Casey
Tenía que buscar la forma para salir de casa para ir al centro comercial para comprarle un regalo a Andy, Gregor me dijo que ya estaba bien para comenzar ser novias así que quiero comprarle algo para pedírselo. Fui a la habitación de mi hermano y lo vi estudiando.
- ¿Gregor? - Él me miró y sonrió.
- ¿Qué pasa?
- Necesito ir al centro comercial... - Murmuré y él hizo una mueca.
- De verdad tengo que estudiar así que no podré acompañarte, pero te ayudaré a salir. - Yo asentí con una sonrisa.
- Oye, - Él se levantó y me miró. - ¿Cómo eres en la escuela? - Noté que su cuerpo se tenso.
- Soy una persona normal. - Él sonrió.
- ¿Entonces por qué un chico te temía? - Él detuvo su camino.
- Porque cuando era parte del equipo de fútbol era un patán.
- Eso fue hace mucho. - Él asintió.
- Lo fue, pero la gente nunca olvida las cosas malas que hiciste.
Gregor le dijo a mamá que debía ir a la casa de Dianne por asuntos de los videojuegos, a ella no le gustó mucho la idea de que fuera sola pero por el hecho de que Greg estuvieras estudiando aceptó, ella iría al trabajo en una hora así que no me preocupaba por el tiempo. Caminé a la parada de autobuses y me senté para esperar el autobús pero un auto se detuvo frente a mi, al bajar la ventanilla estaba Kristen.

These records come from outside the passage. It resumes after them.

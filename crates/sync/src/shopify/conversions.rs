//! Type conversions from GraphQL response types to domain types.

use replenish_core::{
    CatalogEntry, CatalogVariant, InventoryRecord, LocationId, ProductId, SelectedOption,
    VariantId,
};

use crate::export::CatalogPage;
use crate::location::Location;
use crate::reconcile::{LookupBatch, SkuQuantities};

use super::types::{
    Connection, InventoryItemsData, InventoryLevelNode, LocationsData, MoneyNode, ProductNode,
    ProductVariantNode, ProductVariantsData, ProductsData,
};

// =============================================================================
// Location conversions
// =============================================================================

pub fn convert_locations(data: LocationsData) -> Vec<Location> {
    data.locations
        .map(Connection::into_nodes)
        .into_iter()
        .flatten()
        .map(|node| Location {
            id: LocationId::new(node.id),
            name: node.name.unwrap_or_default(),
        })
        .collect()
}

// =============================================================================
// Inventory conversions
// =============================================================================

pub fn convert_inventory_items(data: InventoryItemsData) -> LookupBatch {
    let Some(connection) = data.inventory_items else {
        return LookupBatch::default();
    };
    let truncated = connection.has_next_page();

    LookupBatch {
        hits: connection
            .into_nodes()
            .map(|node| sku_quantities(node.sku, node.inventory_level.as_ref()))
            .collect(),
        truncated,
    }
}

pub fn convert_product_variants(data: ProductVariantsData) -> LookupBatch {
    let Some(connection) = data.product_variants else {
        return LookupBatch::default();
    };
    let truncated = connection.has_next_page();

    LookupBatch {
        hits: connection
            .into_nodes()
            .map(|node| {
                let level = node
                    .inventory_item
                    .as_ref()
                    .and_then(|item| item.inventory_level.as_ref());
                sku_quantities(node.sku, level)
            })
            .collect(),
        truncated,
    }
}

/// Key a node's quantities by its trimmed SKU text as stored by Shopify.
fn sku_quantities(sku: Option<String>, level: Option<&InventoryLevelNode>) -> SkuQuantities {
    let quantities = level
        .and_then(|l| l.quantities.as_deref())
        .unwrap_or_default();

    SkuQuantities {
        sku: sku.as_deref().unwrap_or_default().trim().to_string(),
        record: InventoryRecord::from_quantities(
            quantities.iter().map(|q| (q.name.as_str(), q.quantity)),
        ),
    }
}

// =============================================================================
// Product conversions
// =============================================================================

pub fn convert_catalog_page(data: ProductsData) -> CatalogPage {
    let Some(connection) = data.products else {
        return CatalogPage::default();
    };
    let page_info = connection.page_info.clone().unwrap_or_default();

    CatalogPage {
        entries: connection.into_nodes().map(convert_product).collect(),
        has_next_page: page_info.has_next_page,
        end_cursor: page_info.end_cursor,
    }
}

fn convert_product(product: ProductNode) -> CatalogEntry {
    CatalogEntry {
        id: ProductId::new(product.id),
        title: product.title.unwrap_or_default(),
        vendor: product.vendor.unwrap_or_default(),
        product_type: product.product_type.unwrap_or_default(),
        status: product.status.unwrap_or_default(),
        published: product.published_on_current_publication.unwrap_or(false),
        updated_at: product.updated_at.unwrap_or_default(),
        handle: product.handle.unwrap_or_default(),
        tags: product.tags.unwrap_or_default(),
        min_variant_price: product
            .price_range_v2
            .and_then(|p| p.min_variant_price)
            .and_then(money_amount),
        variants: product
            .variants
            .map(Connection::into_nodes)
            .into_iter()
            .flatten()
            .map(convert_variant)
            .collect(),
    }
}

fn convert_variant(variant: ProductVariantNode) -> CatalogVariant {
    CatalogVariant {
        id: VariantId::new(variant.id),
        title: variant.title.unwrap_or_default(),
        sku: variant.sku.unwrap_or_default().trim().to_string(),
        price: variant.price.filter(|p| !p.is_empty()),
        unit_cost: variant
            .inventory_item
            .and_then(|item| item.unit_cost)
            .and_then(money_amount),
        selected_options: variant
            .selected_options
            .unwrap_or_default()
            .into_iter()
            .map(|o| SelectedOption {
                name: o.name.unwrap_or_default(),
                value: o.value.unwrap_or_default(),
            })
            .collect(),
    }
}

/// A money amount, treating an empty string as absent.
fn money_amount(money: MoneyNode) -> Option<String> {
    money.amount.filter(|a| !a.is_empty())
}

#[cfg(test)]
#[allow(clippy::unwrap_used)]
mod tests {
    use super::*;

    #[test]
    fn test_inventory_items_keyed_by_trimmed_api_sku() {
        let data: InventoryItemsData = serde_json::from_value(serde_json::json!({
            "inventoryItems": {
                "pageInfo": { "hasNextPage": false },
                "edges": [{ "node": {
                    "sku": " AS-1 ",
                    "inventoryLevel": { "quantities": [
                        { "name": "available", "quantity": 2 },
                        { "name": "committed", "quantity": 1 },
                        { "name": "incoming", "quantity": 4 }
                    ] }
                } }]
            }
        }))
        .unwrap();

        let batch = convert_inventory_items(data);
        assert!(!batch.truncated);
        assert_eq!(batch.hits.len(), 1);
        let hit = &batch.hits[0];
        assert_eq!(hit.sku, "AS-1");
        assert_eq!(
            hit.record,
            InventoryRecord {
                on_hand: 3,
                available: 2,
                committed: 1,
                incoming: 4,
            }
        );
    }

    #[test]
    fn test_variant_without_level_yields_zero_record() {
        let data: ProductVariantsData = serde_json::from_value(serde_json::json!({
            "productVariants": {
                "pageInfo": { "hasNextPage": true },
                "edges": [{
                    "node": { "sku": "AS-2", "inventoryItem": { "inventoryLevel": null } }
                }]
            }
        }))
        .unwrap();

        let batch = convert_product_variants(data);
        assert!(batch.truncated);
        assert_eq!(batch.hits[0].sku, "AS-2");
        assert!(batch.hits[0].record.is_zero());
    }

    #[test]
    fn test_locations_default_missing_name() {
        let data: LocationsData = serde_json::from_value(serde_json::json!({
            "locations": { "edges": [
                { "node": { "id": "gid://shopify/Location/1", "name": "Penrith" } },
                { "node": { "id": "gid://shopify/Location/2", "name": null } }
            ] }
        }))
        .unwrap();

        let locations = convert_locations(data);
        assert_eq!(locations.len(), 2);
        assert_eq!(locations[1].name, "");
    }

    #[test]
    fn test_catalog_page_conversion() {
        let data: ProductsData = serde_json::from_value(serde_json::json!({
            "products": {
                "pageInfo": { "hasNextPage": true, "endCursor": "cursor-1" },
                "edges": [{ "node": {
                    "id": "gid://shopify/Product/1",
                    "title": "Rear Bar",
                    "vendor": "Autospec 4x4",
                    "productType": "Bar",
                    "status": "ACTIVE",
                    "publishedOnCurrentPublication": true,
                    "updatedAt": "2024-10-01T00:00:00Z",
                    "handle": "rear-bar",
                    "tags": ["HCT"],
                    "priceRangeV2": { "minVariantPrice": { "amount": "", "currencyCode": "AUD" } },
                    "variants": { "edges": [{ "node": {
                        "id": "gid://shopify/ProductVariant/2",
                        "title": "Black",
                        "sku": " AS-RB-1",
                        "price": "1299.00",
                        "inventoryItem": { "unitCost": null },
                        "selectedOptions": [{ "name": "Colour", "value": "Black" }]
                    } }] }
                } }]
            }
        }))
        .unwrap();

        let page = convert_catalog_page(data);
        assert!(page.has_next_page);
        assert_eq!(page.end_cursor.as_deref(), Some("cursor-1"));

        let product = &page.entries[0];
        assert_eq!(product.min_variant_price, None);
        assert!(product.published);
        let variant = &product.variants[0];
        assert_eq!(variant.sku, "AS-RB-1");
        assert_eq!(variant.price.as_deref(), Some("1299.00"));
        assert_eq!(variant.unit_cost, None);
        assert_eq!(variant.selected_options[0].value, "Black");
    }
}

- ¿Necesitas que te lleve, linda?
- No quiero molestarte, tranquila. - Le sonreí pero ella bajó.
- No molestas, he salido de mi turno y aún no quiero ir a casa, ¿A donde vas? - Ella se sentó a mi lado.
- Al centro comercial.
- Vamos, te llevo. - Yo asentí y subí al copiloto. - ¿Ibas sola?
- Gregor esta estudiando para un examen y necesito comprar un regalo.
- ¿Un regalo?
- Si, para una chica. -Sonreí y sentí su mirada en mi.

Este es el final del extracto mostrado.